**WORK ITEM:**
Pick out the lines below with "flow" and list them.

*** Block opens ***

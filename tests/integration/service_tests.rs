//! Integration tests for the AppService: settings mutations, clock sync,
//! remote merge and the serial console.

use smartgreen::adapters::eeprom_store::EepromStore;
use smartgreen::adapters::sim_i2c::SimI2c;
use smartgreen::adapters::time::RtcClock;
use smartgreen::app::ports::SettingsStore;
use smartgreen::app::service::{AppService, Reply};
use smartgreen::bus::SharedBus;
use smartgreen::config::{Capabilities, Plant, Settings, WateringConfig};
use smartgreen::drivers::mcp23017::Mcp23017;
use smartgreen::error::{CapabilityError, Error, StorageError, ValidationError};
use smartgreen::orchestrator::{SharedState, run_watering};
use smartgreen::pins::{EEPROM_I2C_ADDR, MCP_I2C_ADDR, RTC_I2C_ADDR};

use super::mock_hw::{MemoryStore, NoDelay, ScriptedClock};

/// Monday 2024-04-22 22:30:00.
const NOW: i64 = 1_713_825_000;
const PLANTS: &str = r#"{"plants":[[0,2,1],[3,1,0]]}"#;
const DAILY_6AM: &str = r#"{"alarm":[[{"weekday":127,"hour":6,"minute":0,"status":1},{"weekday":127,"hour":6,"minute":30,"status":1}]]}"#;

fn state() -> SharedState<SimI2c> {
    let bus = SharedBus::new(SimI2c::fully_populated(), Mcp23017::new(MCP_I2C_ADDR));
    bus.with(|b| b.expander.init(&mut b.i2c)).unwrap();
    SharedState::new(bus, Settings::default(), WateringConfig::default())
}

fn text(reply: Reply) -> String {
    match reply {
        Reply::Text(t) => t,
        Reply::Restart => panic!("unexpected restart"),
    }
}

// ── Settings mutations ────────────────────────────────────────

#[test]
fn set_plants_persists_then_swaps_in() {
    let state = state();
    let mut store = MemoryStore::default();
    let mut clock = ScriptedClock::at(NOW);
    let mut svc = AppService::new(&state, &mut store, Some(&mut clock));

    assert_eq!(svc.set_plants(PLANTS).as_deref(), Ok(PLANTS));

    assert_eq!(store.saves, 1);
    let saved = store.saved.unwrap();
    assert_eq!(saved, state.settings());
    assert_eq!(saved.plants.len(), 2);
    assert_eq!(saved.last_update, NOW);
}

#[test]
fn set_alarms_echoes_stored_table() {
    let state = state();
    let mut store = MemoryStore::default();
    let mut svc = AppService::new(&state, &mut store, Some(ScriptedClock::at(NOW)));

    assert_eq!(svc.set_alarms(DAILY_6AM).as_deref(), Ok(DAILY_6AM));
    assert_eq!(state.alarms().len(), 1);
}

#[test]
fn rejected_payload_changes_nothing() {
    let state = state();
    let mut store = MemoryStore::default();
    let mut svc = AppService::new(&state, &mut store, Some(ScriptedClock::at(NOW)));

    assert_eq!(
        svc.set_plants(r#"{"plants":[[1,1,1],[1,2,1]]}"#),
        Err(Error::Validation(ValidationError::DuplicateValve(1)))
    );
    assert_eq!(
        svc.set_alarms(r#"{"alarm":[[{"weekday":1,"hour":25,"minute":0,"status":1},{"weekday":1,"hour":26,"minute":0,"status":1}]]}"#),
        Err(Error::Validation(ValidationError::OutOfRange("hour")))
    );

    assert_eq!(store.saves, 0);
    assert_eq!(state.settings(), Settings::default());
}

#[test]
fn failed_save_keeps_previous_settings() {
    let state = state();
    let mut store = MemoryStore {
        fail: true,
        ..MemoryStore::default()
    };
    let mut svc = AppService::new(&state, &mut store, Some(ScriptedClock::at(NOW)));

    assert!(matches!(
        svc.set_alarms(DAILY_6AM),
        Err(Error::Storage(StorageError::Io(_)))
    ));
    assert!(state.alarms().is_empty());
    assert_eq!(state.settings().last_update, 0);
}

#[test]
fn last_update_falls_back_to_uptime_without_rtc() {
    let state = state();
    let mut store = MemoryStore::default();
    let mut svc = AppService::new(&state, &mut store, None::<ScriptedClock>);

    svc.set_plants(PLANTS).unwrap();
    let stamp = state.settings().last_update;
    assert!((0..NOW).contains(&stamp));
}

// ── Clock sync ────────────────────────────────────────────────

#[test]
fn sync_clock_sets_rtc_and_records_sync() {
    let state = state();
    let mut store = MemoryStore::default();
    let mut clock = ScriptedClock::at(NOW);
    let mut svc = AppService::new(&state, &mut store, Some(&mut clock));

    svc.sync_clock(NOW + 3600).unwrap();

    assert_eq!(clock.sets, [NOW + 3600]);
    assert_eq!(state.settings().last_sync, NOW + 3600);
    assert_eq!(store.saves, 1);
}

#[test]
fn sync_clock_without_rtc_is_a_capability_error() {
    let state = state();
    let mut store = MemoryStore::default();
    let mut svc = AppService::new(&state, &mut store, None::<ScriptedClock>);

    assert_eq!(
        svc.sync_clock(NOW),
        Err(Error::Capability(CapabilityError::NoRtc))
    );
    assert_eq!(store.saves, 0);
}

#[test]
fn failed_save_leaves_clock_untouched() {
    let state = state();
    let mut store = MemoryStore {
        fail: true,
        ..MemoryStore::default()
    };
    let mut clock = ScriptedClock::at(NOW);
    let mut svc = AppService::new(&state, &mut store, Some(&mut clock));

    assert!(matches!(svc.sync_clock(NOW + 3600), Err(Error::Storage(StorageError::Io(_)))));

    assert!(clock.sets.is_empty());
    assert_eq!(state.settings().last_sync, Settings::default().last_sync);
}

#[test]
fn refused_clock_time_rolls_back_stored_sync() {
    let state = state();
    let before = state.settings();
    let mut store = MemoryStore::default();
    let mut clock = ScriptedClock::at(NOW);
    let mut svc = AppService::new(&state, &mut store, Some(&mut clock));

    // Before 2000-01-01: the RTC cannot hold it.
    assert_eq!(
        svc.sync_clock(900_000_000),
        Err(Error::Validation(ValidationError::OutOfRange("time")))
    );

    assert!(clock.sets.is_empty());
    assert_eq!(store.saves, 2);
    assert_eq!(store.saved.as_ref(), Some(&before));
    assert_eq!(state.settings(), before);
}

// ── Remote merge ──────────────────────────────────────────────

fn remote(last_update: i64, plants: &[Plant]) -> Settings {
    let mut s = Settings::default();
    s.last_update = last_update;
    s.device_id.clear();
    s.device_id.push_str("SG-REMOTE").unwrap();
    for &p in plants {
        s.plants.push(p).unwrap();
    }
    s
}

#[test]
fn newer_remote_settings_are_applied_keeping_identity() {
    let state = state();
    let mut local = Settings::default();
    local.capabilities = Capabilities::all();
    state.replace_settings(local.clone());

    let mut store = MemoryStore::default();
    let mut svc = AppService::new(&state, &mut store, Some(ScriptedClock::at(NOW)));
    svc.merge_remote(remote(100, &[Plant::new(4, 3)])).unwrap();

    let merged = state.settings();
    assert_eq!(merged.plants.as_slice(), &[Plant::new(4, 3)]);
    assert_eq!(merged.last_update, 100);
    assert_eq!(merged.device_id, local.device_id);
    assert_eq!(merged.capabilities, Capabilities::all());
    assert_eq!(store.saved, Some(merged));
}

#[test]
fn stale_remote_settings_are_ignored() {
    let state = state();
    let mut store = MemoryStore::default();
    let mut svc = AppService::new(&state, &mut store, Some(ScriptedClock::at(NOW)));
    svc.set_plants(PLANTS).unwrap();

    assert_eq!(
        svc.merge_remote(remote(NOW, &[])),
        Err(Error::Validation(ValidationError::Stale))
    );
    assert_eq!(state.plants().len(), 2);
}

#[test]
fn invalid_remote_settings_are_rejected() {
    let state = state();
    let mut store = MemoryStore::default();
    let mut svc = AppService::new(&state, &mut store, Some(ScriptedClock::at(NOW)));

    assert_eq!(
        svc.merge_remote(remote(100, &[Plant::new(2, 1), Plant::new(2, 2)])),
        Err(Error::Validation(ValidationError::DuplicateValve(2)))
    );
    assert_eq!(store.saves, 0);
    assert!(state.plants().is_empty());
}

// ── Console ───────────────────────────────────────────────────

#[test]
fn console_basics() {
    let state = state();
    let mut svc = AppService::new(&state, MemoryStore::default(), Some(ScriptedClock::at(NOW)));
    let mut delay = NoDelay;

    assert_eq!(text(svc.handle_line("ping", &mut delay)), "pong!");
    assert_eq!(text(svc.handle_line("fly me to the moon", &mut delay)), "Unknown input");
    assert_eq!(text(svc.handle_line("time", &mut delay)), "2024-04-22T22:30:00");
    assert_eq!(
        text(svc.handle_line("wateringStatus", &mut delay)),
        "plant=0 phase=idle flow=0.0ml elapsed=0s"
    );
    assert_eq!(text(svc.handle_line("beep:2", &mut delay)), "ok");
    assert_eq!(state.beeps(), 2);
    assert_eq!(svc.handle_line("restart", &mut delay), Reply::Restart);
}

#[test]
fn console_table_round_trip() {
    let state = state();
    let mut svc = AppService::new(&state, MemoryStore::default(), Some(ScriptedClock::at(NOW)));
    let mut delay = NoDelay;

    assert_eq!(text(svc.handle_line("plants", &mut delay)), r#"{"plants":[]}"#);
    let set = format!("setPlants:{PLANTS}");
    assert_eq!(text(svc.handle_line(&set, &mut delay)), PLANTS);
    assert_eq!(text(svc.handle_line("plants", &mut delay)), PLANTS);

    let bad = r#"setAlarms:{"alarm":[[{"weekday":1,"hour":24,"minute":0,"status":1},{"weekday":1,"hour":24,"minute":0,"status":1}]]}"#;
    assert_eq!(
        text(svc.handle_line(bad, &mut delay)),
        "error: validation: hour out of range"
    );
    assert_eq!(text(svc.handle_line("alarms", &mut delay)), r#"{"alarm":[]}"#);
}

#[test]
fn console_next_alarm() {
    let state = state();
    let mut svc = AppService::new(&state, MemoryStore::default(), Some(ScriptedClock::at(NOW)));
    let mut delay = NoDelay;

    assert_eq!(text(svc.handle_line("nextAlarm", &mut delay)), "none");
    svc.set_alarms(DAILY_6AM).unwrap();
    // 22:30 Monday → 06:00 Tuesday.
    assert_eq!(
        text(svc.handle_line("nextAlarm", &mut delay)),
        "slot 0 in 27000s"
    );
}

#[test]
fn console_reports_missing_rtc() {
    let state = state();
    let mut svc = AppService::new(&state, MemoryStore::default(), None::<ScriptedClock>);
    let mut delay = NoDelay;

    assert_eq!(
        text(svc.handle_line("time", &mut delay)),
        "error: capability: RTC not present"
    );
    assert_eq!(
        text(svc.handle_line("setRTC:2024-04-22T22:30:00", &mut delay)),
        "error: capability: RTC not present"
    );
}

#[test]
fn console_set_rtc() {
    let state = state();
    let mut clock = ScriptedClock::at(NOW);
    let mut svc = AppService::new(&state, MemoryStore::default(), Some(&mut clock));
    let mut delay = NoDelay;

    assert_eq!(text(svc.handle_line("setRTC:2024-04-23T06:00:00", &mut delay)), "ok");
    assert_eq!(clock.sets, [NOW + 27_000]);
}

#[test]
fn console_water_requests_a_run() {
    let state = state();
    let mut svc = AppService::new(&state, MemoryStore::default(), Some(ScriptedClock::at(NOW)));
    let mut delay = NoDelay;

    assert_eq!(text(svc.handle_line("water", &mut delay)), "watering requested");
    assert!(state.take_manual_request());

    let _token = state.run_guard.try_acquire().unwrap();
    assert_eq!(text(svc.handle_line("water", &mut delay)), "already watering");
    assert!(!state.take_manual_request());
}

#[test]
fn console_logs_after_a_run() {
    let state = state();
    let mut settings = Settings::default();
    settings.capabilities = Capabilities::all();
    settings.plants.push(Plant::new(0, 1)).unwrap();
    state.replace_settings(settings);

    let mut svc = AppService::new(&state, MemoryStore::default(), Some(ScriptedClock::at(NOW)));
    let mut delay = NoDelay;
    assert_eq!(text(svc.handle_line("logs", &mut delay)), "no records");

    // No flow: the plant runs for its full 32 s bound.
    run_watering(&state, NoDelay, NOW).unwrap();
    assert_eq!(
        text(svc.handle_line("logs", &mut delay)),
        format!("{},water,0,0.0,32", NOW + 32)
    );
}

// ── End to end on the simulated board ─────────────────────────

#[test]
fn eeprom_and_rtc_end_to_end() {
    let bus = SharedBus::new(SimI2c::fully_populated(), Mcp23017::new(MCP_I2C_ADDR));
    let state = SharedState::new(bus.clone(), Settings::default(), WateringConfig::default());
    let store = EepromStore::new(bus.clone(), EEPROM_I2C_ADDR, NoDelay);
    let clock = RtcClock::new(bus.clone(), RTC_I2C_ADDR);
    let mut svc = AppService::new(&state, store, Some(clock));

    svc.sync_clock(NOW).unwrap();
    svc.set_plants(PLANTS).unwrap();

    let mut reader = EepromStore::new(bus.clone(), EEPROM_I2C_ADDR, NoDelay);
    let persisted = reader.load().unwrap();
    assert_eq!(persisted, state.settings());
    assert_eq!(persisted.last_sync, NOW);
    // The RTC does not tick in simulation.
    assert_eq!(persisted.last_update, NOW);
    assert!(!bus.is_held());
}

*** Block closes ***
*** Block opens ***

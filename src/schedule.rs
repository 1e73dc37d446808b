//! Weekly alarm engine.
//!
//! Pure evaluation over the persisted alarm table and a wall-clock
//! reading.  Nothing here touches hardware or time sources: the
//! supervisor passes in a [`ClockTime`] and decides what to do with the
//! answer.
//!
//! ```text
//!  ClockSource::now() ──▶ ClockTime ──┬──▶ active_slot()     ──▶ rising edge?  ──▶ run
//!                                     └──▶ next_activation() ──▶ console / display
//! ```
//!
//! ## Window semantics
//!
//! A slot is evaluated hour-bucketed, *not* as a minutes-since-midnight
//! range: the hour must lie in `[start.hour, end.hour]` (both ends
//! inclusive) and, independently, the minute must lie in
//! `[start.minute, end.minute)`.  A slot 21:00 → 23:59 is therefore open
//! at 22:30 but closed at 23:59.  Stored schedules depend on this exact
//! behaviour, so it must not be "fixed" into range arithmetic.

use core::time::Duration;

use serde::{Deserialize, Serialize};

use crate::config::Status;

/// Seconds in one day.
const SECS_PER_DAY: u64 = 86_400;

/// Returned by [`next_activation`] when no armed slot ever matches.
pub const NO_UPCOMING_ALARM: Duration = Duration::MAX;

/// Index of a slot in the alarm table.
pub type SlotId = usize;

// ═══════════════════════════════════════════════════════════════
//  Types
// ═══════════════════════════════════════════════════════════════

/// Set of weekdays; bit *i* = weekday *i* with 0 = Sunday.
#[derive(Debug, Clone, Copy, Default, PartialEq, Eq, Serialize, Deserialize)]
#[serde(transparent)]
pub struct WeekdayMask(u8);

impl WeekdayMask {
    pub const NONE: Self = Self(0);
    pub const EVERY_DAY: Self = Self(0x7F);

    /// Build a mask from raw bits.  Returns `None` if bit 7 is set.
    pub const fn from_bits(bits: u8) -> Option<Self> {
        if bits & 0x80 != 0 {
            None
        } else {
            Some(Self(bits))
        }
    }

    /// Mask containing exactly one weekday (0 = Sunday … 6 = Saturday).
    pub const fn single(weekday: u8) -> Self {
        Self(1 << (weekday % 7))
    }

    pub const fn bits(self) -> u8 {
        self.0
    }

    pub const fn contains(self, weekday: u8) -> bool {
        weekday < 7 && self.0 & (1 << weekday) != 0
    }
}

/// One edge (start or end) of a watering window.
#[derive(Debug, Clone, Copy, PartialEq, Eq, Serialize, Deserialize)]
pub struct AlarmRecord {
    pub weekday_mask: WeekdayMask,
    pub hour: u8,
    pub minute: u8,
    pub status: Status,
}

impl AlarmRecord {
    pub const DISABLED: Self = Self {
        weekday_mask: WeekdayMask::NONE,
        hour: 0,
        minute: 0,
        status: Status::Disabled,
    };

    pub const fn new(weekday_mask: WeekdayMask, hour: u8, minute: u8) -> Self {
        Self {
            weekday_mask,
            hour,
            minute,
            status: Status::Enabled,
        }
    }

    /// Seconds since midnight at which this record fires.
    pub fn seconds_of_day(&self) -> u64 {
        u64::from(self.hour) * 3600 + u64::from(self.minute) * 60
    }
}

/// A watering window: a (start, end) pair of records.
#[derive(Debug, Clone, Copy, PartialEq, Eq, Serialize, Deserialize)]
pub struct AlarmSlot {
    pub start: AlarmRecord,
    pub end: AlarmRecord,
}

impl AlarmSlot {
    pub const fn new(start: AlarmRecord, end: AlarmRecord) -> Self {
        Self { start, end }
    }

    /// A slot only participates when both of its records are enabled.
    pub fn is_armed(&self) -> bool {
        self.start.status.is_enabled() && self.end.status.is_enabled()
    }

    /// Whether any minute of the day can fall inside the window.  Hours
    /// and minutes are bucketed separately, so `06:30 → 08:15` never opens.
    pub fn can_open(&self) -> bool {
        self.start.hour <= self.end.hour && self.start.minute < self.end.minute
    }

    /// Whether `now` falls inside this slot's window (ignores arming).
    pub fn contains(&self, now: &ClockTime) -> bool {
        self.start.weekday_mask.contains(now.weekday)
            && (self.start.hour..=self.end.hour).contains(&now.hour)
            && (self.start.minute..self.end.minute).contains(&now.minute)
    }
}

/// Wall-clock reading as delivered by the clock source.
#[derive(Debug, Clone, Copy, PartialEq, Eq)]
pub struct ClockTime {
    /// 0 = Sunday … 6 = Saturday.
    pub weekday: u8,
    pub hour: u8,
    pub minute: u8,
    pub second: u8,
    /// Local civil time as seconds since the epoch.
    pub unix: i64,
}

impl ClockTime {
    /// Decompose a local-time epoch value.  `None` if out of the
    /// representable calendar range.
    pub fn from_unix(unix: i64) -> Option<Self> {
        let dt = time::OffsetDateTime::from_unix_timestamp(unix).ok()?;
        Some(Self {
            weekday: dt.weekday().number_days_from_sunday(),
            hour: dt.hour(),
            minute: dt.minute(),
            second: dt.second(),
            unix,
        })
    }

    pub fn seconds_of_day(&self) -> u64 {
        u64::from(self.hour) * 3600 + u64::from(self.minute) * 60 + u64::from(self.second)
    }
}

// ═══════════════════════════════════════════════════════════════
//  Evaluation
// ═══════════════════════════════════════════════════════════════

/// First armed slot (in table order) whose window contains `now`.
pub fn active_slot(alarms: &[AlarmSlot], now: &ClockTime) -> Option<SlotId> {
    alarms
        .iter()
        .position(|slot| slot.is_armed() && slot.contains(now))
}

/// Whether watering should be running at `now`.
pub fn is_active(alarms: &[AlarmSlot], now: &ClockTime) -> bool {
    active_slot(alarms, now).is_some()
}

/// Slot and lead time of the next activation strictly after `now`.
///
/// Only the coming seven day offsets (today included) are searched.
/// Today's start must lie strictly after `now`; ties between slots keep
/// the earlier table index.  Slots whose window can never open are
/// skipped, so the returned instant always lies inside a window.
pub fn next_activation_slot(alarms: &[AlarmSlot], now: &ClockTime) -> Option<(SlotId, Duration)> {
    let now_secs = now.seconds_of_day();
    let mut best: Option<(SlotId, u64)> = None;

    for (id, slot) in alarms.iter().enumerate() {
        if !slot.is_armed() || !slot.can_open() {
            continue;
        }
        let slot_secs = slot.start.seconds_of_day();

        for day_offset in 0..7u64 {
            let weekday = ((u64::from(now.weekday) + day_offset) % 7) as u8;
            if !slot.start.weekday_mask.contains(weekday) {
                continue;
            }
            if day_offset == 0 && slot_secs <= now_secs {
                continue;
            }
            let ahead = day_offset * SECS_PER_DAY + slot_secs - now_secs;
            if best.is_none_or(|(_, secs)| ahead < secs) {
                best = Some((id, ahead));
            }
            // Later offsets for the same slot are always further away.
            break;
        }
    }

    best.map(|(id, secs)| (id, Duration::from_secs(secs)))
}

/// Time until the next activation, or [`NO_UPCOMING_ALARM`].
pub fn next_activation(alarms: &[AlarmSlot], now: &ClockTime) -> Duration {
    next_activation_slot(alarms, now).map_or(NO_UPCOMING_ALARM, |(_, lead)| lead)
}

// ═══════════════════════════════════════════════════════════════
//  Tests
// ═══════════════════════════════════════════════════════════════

*** Block closes ***

**RESULT BELOW:**
        "plant=0 phase=idle flow=0.0ml elapsed=0s"
    // No flow: the plant runs for its full 32 s bound.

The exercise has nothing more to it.